Andrew Lih (; born 1968) is a Chinese-American new media researcher, consultant and writer, as well as an authority on both Wikipedia and internet censorship in the People's Republic of China. In 2013 he was appointed an associate professor of journalism at American University in Washington, D.C.

He is currently Wikimedian at large at the Smithsonian Institution and Wikimedia Strategist at The Metropolitan Museum of Art in New York City.

Life and career

Lih worked as a software engineer for AT&T Bell Labs from 1990 to 1993. He founded the new-media startup Mediabridge Infosystems, Inc., in 1994 – online publisher of ny.com. He also obtained a Master's degree in Computer Science from Columbia University in 1994.

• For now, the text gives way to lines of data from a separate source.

/// Triangulate the cross section ring starting at `first_vertex`
fn add_cap(mesh: &mut Mesh, first_vertex: u32, ring_size: u32, reversed: bool) -> Range<usize> {
    let start = mesh.triangle_count();
    let polygon: Vec<u32> = (first_vertex..first_vertex + ring_size).collect();
    for [a, b, c] in triangulate(&mesh.vertices, &polygon) {
        if reversed {
            mesh.add_triangle(polygon[a], polygon[c], polygon[b]);
        } else {
            mesh.add_triangle(polygon[a], polygon[b], polygon[c]);
        }
    }
    start..mesh.triangle_count()
}

impl MeshGenerator {
    /// Sweep `extrusion.cross_section` along `extrusion.spine`
    ///
    /// Fails if the spine or the cross section has fewer than 2 points, before
    /// or after dropping a closing duplicate.
    pub fn generate_extrusion(&mut self, extrusion: &Extrusion, with_uv: bool) -> Result<Mesh> {
        require_points("spine", extrusion.spine.len(), 2)?;
        require_points("cross section", extrusion.cross_section.len(), 2)?;

        let (spine_size, spine_closed) = effective_len(&extrusion.spine);
        let (section_size, section_closed) = effective_len(&extrusion.cross_section);

        require_points("spine", spine_size, 2)?;
        require_points("cross section", section_size, 2)?;

        let spine = &extrusion.spine[..spine_size];
        let section = &extrusion.cross_section[..section_size];
        let frames = frame::spine_frames(spine, spine_closed);

        let mut mesh = Mesh::with_capacity(spine_size * section_size, spine_size * section_size * 2);

        for (i, (station, frame)) in spine.iter().zip(&frames).enumerate() {
            let scale = per_station(&extrusion.scale, i).unwrap_or(DVec2::ONE);
            let orientation = per_station(&extrusion.orientation, i)
                .map(|o| o.to_mat3())
                .unwrap_or(DMat3::IDENTITY);
            let rotation = *frame * orientation;

            for point in section {
                let local = DVec3::new(point.x * scale.x, 0.0, point.y * scale.y);
                mesh.add_vertex((rotation * local + *station).as_vec3());
            }
        }

        let width = section_size as u32;
        let stations = spine_size as u32;
        let spine_segments = if spine_closed { stations } else { stations - 1 };
        let section_segments = if section_closed { width } else { width - 1 };

        for i in 0..spine_segments {
            let upper = i * width;
            let lower = ((i + 1) % stations) * width;
            for j in 0..section_segments {
                let jj = (j + 1) % width;
                mesh.add_triangle(j + upper, j + lower, jj + lower);
                mesh.add_triangle(j + upper, jj + lower, jj + upper);
            }
        }

        let end_station_offset = width * (stations - 1);
        let mut caps = CapTriangles {
            end_station_offset,
            ..CapTriangles::default()
        };
        if !spine_closed {
            if extrusion.begin_cap {
                caps.begin = add_cap(&mut mesh, 0, width, false);
            }
            if extrusion.end_cap {
                caps.end = add_cap(&mut mesh, end_station_offset, width, true);
            }
        }

        debug!(
            "generate_extrusion: {} stations x {} points (spine closed: {}, cross section closed: {}), {} triangles",
            spine_size,
            section_size,
            spine_closed,
            section_closed,
            mesh.triangle_count()
        );

        self.update_bounding_box(&mut mesh);
        self.generate_normals(&mut mesh, extrusion.crease_angle);

        if with_uv {
            uv::extrusion_tex_coords(&mut mesh, &extrusion.cross_section, &extrusion.spine, &caps);
        }

        Ok(mesh)
    }

    /// Wireframe of an extrusion: one ring per spine station plus the lines
    /// joining corresponding points of neighbouring stations
    ///
    /// `mesh` must be the result of `generate_extrusion` for the same input;
    /// the line set shares its vertices. Needs at least 4 cross section
    /// points and 2 spine points. A closed spine links its last station back
    /// to the first.
    pub fn generate_extrusion_line_set(&self, extrusion: &Extrusion, mesh: &Mesh) -> Result<LineSet> {
        require_points("cross section", extrusion.cross_section.len(), 4)?;
        require_points("spine", extrusion.spine.len(), 2)?;

        let (stations, spine_closed) = effective_len(&extrusion.spine);
        let (width, _) = effective_len(&extrusion.cross_section);

        let needed = stations * width;
        if mesh.vertex_count() < needed {
            warn!(
                "generate_extrusion_line_set: mesh has {} vertices, extrusion needs {}",
                mesh.vertex_count(),
                needed
            );
            return Err(GenerateError::InsufficientPoints {
                what: "extrusion mesh",
                count: mesh.vertex_count(),
                minimum: needed,
            });
        }

        let mut line_set = LineSet {
            vertices: mesh.vertices.clone(),
            lines: Vec::with_capacity(needed * 2),
        };

        let stations = stations as u32;
        let width = width as u32;
        let linked = if spine_closed { stations } else { stations - 1 };

        for i in 0..stations {
            let ring = i * width;
            let next_ring = ((i + 1) % stations) * width;
            for j in 0..width {
                line_set.add_line(ring + j, ring + (j + 1) % width);
                if i < linked {
                    line_set.add_line(ring + j, next_ring + j);
                }
            }
        }

        Ok(line_set)
    }
}

#[cfg(test)]
mod tests {
    use super::*;
    use glam::Vec3;
    use std::f64::consts::FRAC_PI_2;

    #[test]
    fn test_default_extrusion_is_a_capped_box() {
        let mut generator = MeshGenerator::new();
        let mesh = generator.generate_extrusion(&Extrusion::default(), false).unwrap();

        assert_eq!(mesh.vertex_count(), 8);
        // 4 side quads and 2 triangles per cap
        assert_eq!(mesh.triangle_count(), 12);
        assert_eq!(mesh.vertices[0], Vec3::new(1.0, 0.0, 1.0));
        assert_eq!(mesh.vertices[4], Vec3::new(1.0, 1.0, 1.0));

        let bbox = mesh.bounding_box.unwrap();
        assert_eq!(bbox.min, Vec3::new(-1.0, 0.0, -1.0));
        assert_eq!(bbox.max, Vec3::new(1.0, 1.0, 1.0));
    }

    #[test]
    fn test_closed_spine_has_no_caps() {
        let extrusion = Extrusion {
            spine: vec![
                DVec3::ZERO,
                DVec3::new(4.0, 0.0, 0.0),
                DVec3::new(4.0, 0.0, 4.0),
                DVec3::new(0.0, 0.0, 4.0),
                DVec3::ZERO,
            ],
            ..Extrusion::default()
        };
        let mut generator = MeshGenerator::new();
        let mesh = generator.generate_extrusion(&extrusion, false).unwrap();

        assert_eq!(mesh.vertex_count(), 4 * 4);
        // Every station pair including the wrap, 4 quads each
        assert_eq!(mesh.triangle_count(), 4 * 4 * 2);
        assert!(mesh.triangles.iter().flatten().all(|&i| i < 16));
    }

    #[test]
    fn test_open_cross_section_is_not_wrapped() {
        let extrusion = Extrusion {
            cross_section: vec![DVec2::new(-1.0, 0.0), DVec2::ZERO, DVec2::new(1.0, 0.0)],
            begin_cap: false,
            end_cap: false,
            ..Extrusion::default()
        };
        let mut generator = MeshGenerator::new();
        let mesh = generator.generate_extrusion(&extrusion, false).unwrap();
        assert_eq!(mesh.vertex_count(), 6);
        assert_eq!(mesh.triangle_count(), 4);
    }

    #[test]
    fn test_insufficient_points() {
        let mut generator = MeshGenerator::new();

        let extrusion = Extrusion {
            spine: vec![DVec3::ZERO],
            ..Extrusion::default()
        };
        assert_eq!(
            generator.generate_extrusion(&extrusion, false),
            Err(GenerateError::InsufficientPoints {
                what: "spine",
                count: 1,
                minimum: 2
            })
        );

        // Two identical points collapse to one
        let extrusion = Extrusion {
            cross_section: vec![DVec2::ONE, DVec2::ONE],
            ..Extrusion::default()
        };
        assert_eq!(
            generator.generate_extrusion(&extrusion, false),
            Err(GenerateError::InsufficientPoints {
                what: "cross section",
                count: 1,
                minimum: 2
            })
        );
    }

    #[test]
    fn test_scale_and_orientation() {
        let mut generator = MeshGenerator::new();

        let scaled = Extrusion {
            scale: vec![DVec2::new(2.0, 3.0)],
            ..Extrusion::default()
        };
        let mesh = generator.generate_extrusion(&scaled, false).unwrap();
        assert_eq!(mesh.vertices[0], Vec3::new(2.0, 0.0, 3.0));
        assert_eq!(mesh.vertices[4], Vec3::new(2.0, 1.0, 3.0));

        // Shorter list: the second station reuses the last entry
        let tapered = Extrusion {
            scale: vec![DVec2::ONE, DVec2::splat(0.5)],
            spine: vec![DVec3::ZERO, DVec3::Y, DVec3::Y * 2.0],
            ..Extrusion::default()
        };
        let mesh = generator.generate_extrusion(&tapered, false).unwrap();
        assert_eq!(mesh.vertices[8], Vec3::new(0.5, 2.0, 0.5));

        let rotated = Extrusion {
            orientation: vec![AxisAngle::new(DVec3::Y, FRAC_PI_2)],
            ..Extrusion::default()
        };
        let mesh = generator.generate_extrusion(&rotated, false).unwrap();
        assert!(mesh.vertices[0].abs_diff_eq(Vec3::new(1.0, 0.0, -1.0), 1e-6));
    }

    #[test]
    fn test_tex_coords_cover_sides_and_caps() {
        let mut generator = MeshGenerator::new();
        let mesh = generator.generate_extrusion(&Extrusion::default(), true).unwrap();

        // 5 x 2 side entries (closing point kept) plus 5 per cap
        assert_eq!(mesh.tex_coords.len(), 5 * 2 + 5 + 5);
        assert_eq!(mesh.tex_coord_indices.len(), mesh.triangle_count() * 3);
        assert!(mesh
            .tex_coord_indices
            .iter()
            .all(|&i| (i as usize) < mesh.tex_coords.len()));
        assert_eq!(mesh.tex_coords[4], glam::Vec2::new(1.0, 0.0));
        assert_eq!(mesh.tex_coords[9], glam::Vec2::new(1.0, 1.0));
    }

    #[test]
    fn test_cap_tex_coords_use_cross_section_bounds() {
        // Cross section far from the origin on Z
        let extrusion = Extrusion {
            cross_section: vec![
                DVec2::new(0.0, 5.0),
                DVec2::new(1.0, 5.0),
                DVec2::new(1.0, 6.0),
                DVec2::new(0.0, 6.0),
                DVec2::new(0.0, 5.0),
            ],
            ..Extrusion::default()
        };
        let mut generator = MeshGenerator::new();
        let mesh = generator.generate_extrusion(&extrusion, true).unwrap();

        for uv in &mesh.tex_coords {
            assert!((0.0..=1.0).contains(&uv.x), "{uv:?}");
            assert!((0.0..=1.0).contains(&uv.y), "{uv:?}");
        }
    }

    #[test]
    fn test_line_set() {
        let extrusion = Extrusion::default();
        let mut generator = MeshGenerator::new();
        let mesh = generator.generate_extrusion(&extrusion, false).unwrap();
        let lines = generator
            .generate_extrusion_line_set(&extrusion, &mesh)
            .unwrap();

        // Two rings of 4 plus 4 longitudinal lines
        assert_eq!(lines.line_count(), 12);
        assert_eq!(lines.vertices.len(), 8);
        assert!(lines.lines.contains(&[0, 4]));
        assert!(lines.lines.contains(&[3, 0]));
    }

    #[test]
    fn test_line_set_closed_spine_wraps() {
        let extrusion = Extrusion {
            spine: vec![
                DVec3::ZERO,
                DVec3::new(4.0, 0.0, 0.0),
                DVec3::new(4.0, 0.0, 4.0),
                DVec3::ZERO,
            ],
            ..Extrusion::default()
        };
        let mut generator = MeshGenerator::new();
        let mesh = generator.generate_extrusion(&extrusion, false).unwrap();
        let lines = generator.generate_extrusion_line_set(&extrusion, &mesh).unwrap();

        assert_eq!(lines.line_count(), 3 * 4 * 2);
        assert!(lines.lines.iter().flatten().all(|&i| i < 12));
        assert!(lines.lines.contains(&[8, 0]));
    }

    #[test]
    fn test_line_set_rejects_small_cross_section() {
        let extrusion = Extrusion {
            cross_section: vec![DVec2::ZERO, DVec2::X, DVec2::Y],
            ..Extrusion::default()
        };
        let generator = MeshGenerator::new();
        assert!(
            generator
                .generate_extrusion_line_set(&extrusion, &Mesh::new())
                .is_err()
        );
    }

    #[test]
    fn test_deserialize_from_toml() {
        let extrusion: Extrusion = toml::from_str(
            r#"
            spine = [[0.0, 0.0, 0.0], [0.0, 2.0, 0.0]]
            crease_angle = 0.5
            "#,
        )
        .unwrap();
        assert_eq!(extrusion.spine[1], DVec3::new(0.0, 2.0, 0.0));
        assert_eq!(extrusion.cross_section.len(), 5);
        assert!(extrusion.begin_cap && extrusion.end_cap);
        assert_eq!(extrusion.crease_angle, 0.5);
    }
}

From 1995 to 2000 he served as an adjunct professor of journalism at Columbia, and director of technology for their Center for New Media.  In 2000 he formed Columbia's Interactive Design Lab, a collaboration with the university's School of the Arts to explore interactive design for both fiction and non-fiction, including advertising, news, documentaries and films. Soon afterward, Lih served as an assistant professor and the Director of Technology at the Journalism and Media Studies Centre of the University of Hong Kong.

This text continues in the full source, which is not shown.